Sulzbach
SULZBACH
SULZBACH , town in Bavaria, Germany (united with the village of Rosenberg in 1934). A Jewish settlement is first mentioned in 1305. It suffered during persecutions in 1337, and during the Black *Death persecutions of 1349 it was probably annihilated. A community was reestablished only 300 years later, in 1666, under the rule of Duke Christian-August of Pfalz-Sulzbach. During the early history of the new community its settlers were mainly Schutz juden with limited residence permits. After the first three families had arrived, a cemetery was consecrated. In the wake of the expulsion of Jews from Vienna in 1670 additional settlers came to the town, and in that year the community's first rabbi, Joseph Moses Hause, took office. By 1682 the community had an organized school under the direction of David Brot. In 1685 a liberal charter of privileges was granted, and was renewed in 1712. According to the charter the recognized head of the community acted as its representative in all negotiations with the authorities. At first, public prayers were held in a private house, but in 1687 a house was converted into a synagogue, and in 1737 a new synagogue was built. By 1699 there were 15 Jewish families in Sulzbach. Among the important personages of the community was Joseph b. Eliezer Oettingen, author of Edut be-Yosef (Sulzbach, 1741), a Bible commentary. The Schwabacher family, its members noted for their work as court factors and merchants, also lived in Sulzbach in the 18th century. In 1745 there were 22 families in the community, in 1829, 65. The community possessed a Memorbuch, of importance in tracing its history and development.
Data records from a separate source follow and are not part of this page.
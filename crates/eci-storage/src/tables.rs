//! Readers for `metrics_internal.csv` and `metrics_external.csv`.

use std::io::Read;
use std::path::Path;

use csv::StringRecord;
use serde::Serialize;

use eci_analysis::WindowSpec;
use eci_core::errors::StorageError;
use eci_core::types::collections::FxHashSet;
use eci_core::types::{InternalWindow, OutcomeLabel, SequenceMeta, WindowBounds};

use crate::literal::{parse_bool, parse_list, parse_map};
use crate::schema::{ColumnIndex, EXTERNAL_REQUIRED, INTERNAL_REQUIRED};

/// ECI values as stored in the internal table.
#[derive(Debug, Clone, Copy, PartialEq, Serialize)]
pub struct RecordedEci {
    pub eci_raw: f64,
    pub eci_residualized: f64,
    pub early_eci_raw: f64,
}

/// One parsed row of the internal table.
#[derive(Debug, Clone, PartialEq)]
pub struct InternalRow {
    pub meta: SequenceMeta,
    pub recorded: RecordedEci,
    pub internal: Vec<InternalWindow>,
}

/// One parsed row of the external table. The window lists carry no bounds
/// of their own; they take them from the matching internal row.
#[derive(Debug, Clone, PartialEq)]
pub struct ExternalRow {
    pub label: OutcomeLabel,
    pub delta_i: Vec<Option<f64>>,
    pub ngram_novelty: Vec<f64>,
    pub char_entropy: Vec<f64>,
}

impl ExternalRow {
    pub fn has_series(&self) -> bool {
        !(self.delta_i.is_empty() && self.ngram_novelty.is_empty() && self.char_entropy.is_empty())
    }
}

/// Row-level parsing context for error reporting.
struct Cells<'a> {
    index: &'a ColumnIndex,
    record: &'a StringRecord,
    row: usize,
}

impl Cells<'_> {
    fn invalid(&self, column: &str, message: impl Into<String>) -> StorageError {
        StorageError::InvalidValue {
            table: self.index.table().to_string(),
            row: self.row,
            column: column.to_string(),
            message: message.into(),
        }
    }

    fn text(&self, column: &str) -> Result<&str, StorageError> {
        match self.index.get(self.record, column) {
            Some(cell) if !cell.is_empty() => Ok(cell),
            _ => Err(self.invalid(column, "empty cell")),
        }
    }

    fn optional(&self, column: &str) -> Option<&str> {
        self.index.get(self.record, column).filter(|cell| !cell.is_empty())
    }

    fn float(&self, column: &str) -> Result<f64, StorageError> {
        let cell = self.text(column)?;
        cell.parse::<f64>()
            .map_err(|e| self.invalid(column, format!("{cell:?}: {e}")))
    }

    fn bool(&self, column: &str) -> Result<bool, StorageError> {
        parse_bool(self.text(column)?).map_err(|e| self.invalid(column, e))
    }

    fn list<T: serde::de::DeserializeOwned>(&self, column: &str) -> Result<Vec<T>, StorageError> {
        match self.index.get(self.record, column) {
            Some(cell) => parse_list(cell).map_err(|e| self.invalid(column, e)),
            None => Ok(Vec::new()),
        }
    }
}

fn csv_error(table: &str, e: csv::Error) -> StorageError {
    StorageError::Csv {
        table: table.to_string(),
        message: e.to_string(),
    }
}

fn open(path: &Path, what: &str) -> Result<std::fs::File, StorageError> {
    if !path.exists() {
        return Err(StorageError::FileNotFound {
            what: what.to_string(),
            path: path.display().to_string(),
        });
    }
    std::fs::File::open(path).map_err(|e| StorageError::Io {
        path: path.display().to_string(),
        message: e.to_string(),
    })
}

fn table_name(path: &Path) -> String {
    path.file_name()
        .map(|n| n.to_string_lossy().into_owned())
        .unwrap_or_else(|| path.display().to_string())
}

/// Read the internal table at `path`. Missing window bounds are rebuilt
/// from `windows`.
pub fn read_internal_table(path: &Path, windows: &WindowSpec) -> Result<Vec<InternalRow>, StorageError> {
    let file = open(path, "internal metrics table")?;
    read_internal(file, &table_name(path), windows)
}

pub fn read_internal<R: Read>(
    reader: R,
    table: &str,
    windows: &WindowSpec,
) -> Result<Vec<InternalRow>, StorageError> {
    let mut csv = csv::ReaderBuilder::new().from_reader(reader);
    let headers = csv.headers().map_err(|e| csv_error(table, e))?.clone();
    let index = ColumnIndex::validate(table, &headers, INTERNAL_REQUIRED)?;

    let mut seen = FxHashSet::default();
    let mut rows = Vec::new();
    for (i, record) in csv.records().enumerate() {
        let record = record.map_err(|e| csv_error(table, e))?;
        let cells = Cells {
            index: &index,
            record: &record,
            row: i + 1,
        };
        let row = internal_row(&cells, windows)?;
        if !seen.insert((row.meta.model_name.clone(), row.meta.prompt_id.clone())) {
            return Err(cells.invalid("prompt_id", "duplicate (model_name, prompt_id)"));
        }
        rows.push(row);
    }
    tracing::info!(table, rows = rows.len(), "read internal metrics");
    Ok(rows)
}

fn internal_row(cells: &Cells<'_>, windows: &WindowSpec) -> Result<InternalRow, StorageError> {
    let mut meta = SequenceMeta::new(cells.text("prompt_id")?, cells.text("model_name")?);
    if cells.optional("control").is_some() {
        meta.control = cells.bool("control")?;
    }
    meta.mode = cells.optional("mode").map(str::to_string);

    let recorded = RecordedEci {
        eci_raw: cells.float("eci_raw")?,
        eci_residualized: cells.float("eci_residualized")?,
        early_eci_raw: cells.float("early_eci_raw")?,
    };

    let ranks: Vec<f64> = cells.list("effective_ranks")?;
    let n = ranks.len();
    let participation = optional_series(cells, "participation_ratios", n)?;
    let variances = optional_series(cells, "variances", n)?;
    let bounds = window_bounds(cells, windows, n)?;

    let internal = (0..n)
        .map(|w| InternalWindow {
            bounds: bounds[w],
            effective_rank: ranks[w],
            participation_ratio: participation[w],
            variance: variances[w],
        })
        .collect();

    Ok(InternalRow {
        meta,
        recorded,
        internal,
    })
}

/// A per-window list of length `n`, or NaN throughout when not recorded.
fn optional_series(cells: &Cells<'_>, column: &str, n: usize) -> Result<Vec<f64>, StorageError> {
    let values: Vec<f64> = cells.list(column)?;
    match values.len() {
        0 => Ok(vec![f64::NAN; n]),
        len if len == n => Ok(values),
        len => Err(cells.invalid(column, format!("{len} values for {n} windows"))),
    }
}

fn window_bounds(
    cells: &Cells<'_>,
    windows: &WindowSpec,
    n: usize,
) -> Result<Vec<WindowBounds>, StorageError> {
    let starts: Vec<usize> = cells.list("window_starts")?;
    let ends: Vec<usize> = cells.list("window_ends")?;
    if starts.is_empty() && ends.is_empty() {
        return Ok(windows.implied_bounds(n));
    }
    if starts.len() != n || ends.len() != n {
        return Err(cells.invalid(
            "window_starts",
            format!(
                "{} starts and {} ends for {n} windows",
                starts.len(),
                ends.len()
            ),
        ));
    }
    Ok(starts
        .into_iter()
        .zip(ends)
        .map(|(start, end)| WindowBounds::new(start, end))
        .collect())
}

pub fn read_external_table(path: &Path) -> Result<Vec<ExternalRow>, StorageError> {
    let file = open(path, "external metrics table")?;
    read_external(file, &table_name(path))
}

pub fn read_external<R: Read>(reader: R, table: &str) -> Result<Vec<ExternalRow>, StorageError> {
    let mut csv = csv::ReaderBuilder::new().from_reader(reader);
    let headers = csv.headers().map_err(|e| csv_error(table, e))?.clone();
    let index = ColumnIndex::validate(table, &headers, EXTERNAL_REQUIRED)?;

    let mut seen = FxHashSet::default();
    let mut rows = Vec::new();
    for (i, record) in csv.records().enumerate() {
        let record = record.map_err(|e| csv_error(table, e))?;
        let cells = Cells {
            index: &index,
            record: &record,
            row: i + 1,
        };
        let row = external_row(&cells)?;
        if !seen.insert((row.label.model_name.clone(), row.label.prompt_id.clone())) {
            return Err(cells.invalid("prompt_id", "duplicate (model_name, prompt_id)"));
        }
        rows.push(row);
    }
    tracing::info!(table, rows = rows.len(), "read external metrics");
    Ok(rows)
}

fn external_row(cells: &Cells<'_>) -> Result<ExternalRow, StorageError> {
    let mut label = OutcomeLabel::new(
        cells.text("prompt_id")?,
        cells.text("model_name")?,
        cells.bool("qa_failure")?,
    );
    if let Some(cell) = cells.optional("reasoning_failures") {
        label.reasoning_failures =
            parse_map(cell).map_err(|e| cells.invalid("reasoning_failures", e))?;
    }

    Ok(ExternalRow {
        label,
        delta_i: cells.list("delta_i_values")?,
        ngram_novelty: cells.list("ngram_novelty_values")?,
        char_entropy: cells.list("char_entropy_values")?,
    })
}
The synagogue was destroyed by fire in 1822 and another was built in 1824. An elementary school for Jewish children was founded in 1825, and functioned until 1923. In accordance with the *Toleranzpatent of 1813 there were to be no more than 65 families in the town, and that number was roughly maintained until the middle of the 19th century when the Jewish population was gradually reduced by emigration. By 1933 there were only eight Jews living in Sulzbach.
Hebrew Printing
The inclination of Duke Christian-August toward mysticism and Kabbalah aroused his interest in the Hebrew language and led him to grant an authorization in 1669 for the founding of a Hebrew press in his town. As a result Sulzbach became renowned in the Jewish world. The first of the Jewish printers was Isaac bar Judah Yudeh Katz of Prague. In 1684 the ownership of his press passed to the Bloch family, and from 1699 until 1851, the year the press shut down, it was held by the Frankel-Arnstein family. The Sulzbach press printed 702 works, which consisted mostly of siddurim, mahzorim, Bibles, three editions of the Talmud, and popular musar (ethical) literature in Judeo-German. The press first achieved fame as a result of its excellent edition of the Zohar, printed in 1684. The half-folio edition of the *maḥzor enjoyed a wide circulation ever since 1699 when it first appeared; there was hardly a community in southern Germany ("Ashkenazi ritual") where it was not employed as maḥzor-kahal (community maḥzor) by the ḥazzan. The publication of the Talmud in Sulzbach was the cause of a serious dispute with the Proops *brothers of Amsterdam. The demise of the press was due partly to the prohibition on importing Hebrew books into the Austrian Empire as well as to the excellent quality of work produced by Wolf *Heidenheim's press in *Roedelheim, with which the Sulzbach press could not compete.
bibliography:
M. Weinberg, Geschichte der Juden in der Oberpfalz, 5 (1927); idem, Die hebraeischen Druckereien in Sulzbach (1904); idem, in: jjlg, 15 (1923), 125–55; 17 (1925), 89–94; 21 (1930), 319–70; fjw, 269; Germ Jud, 2 (1968), 812; Salfeld, Martyrol, 264.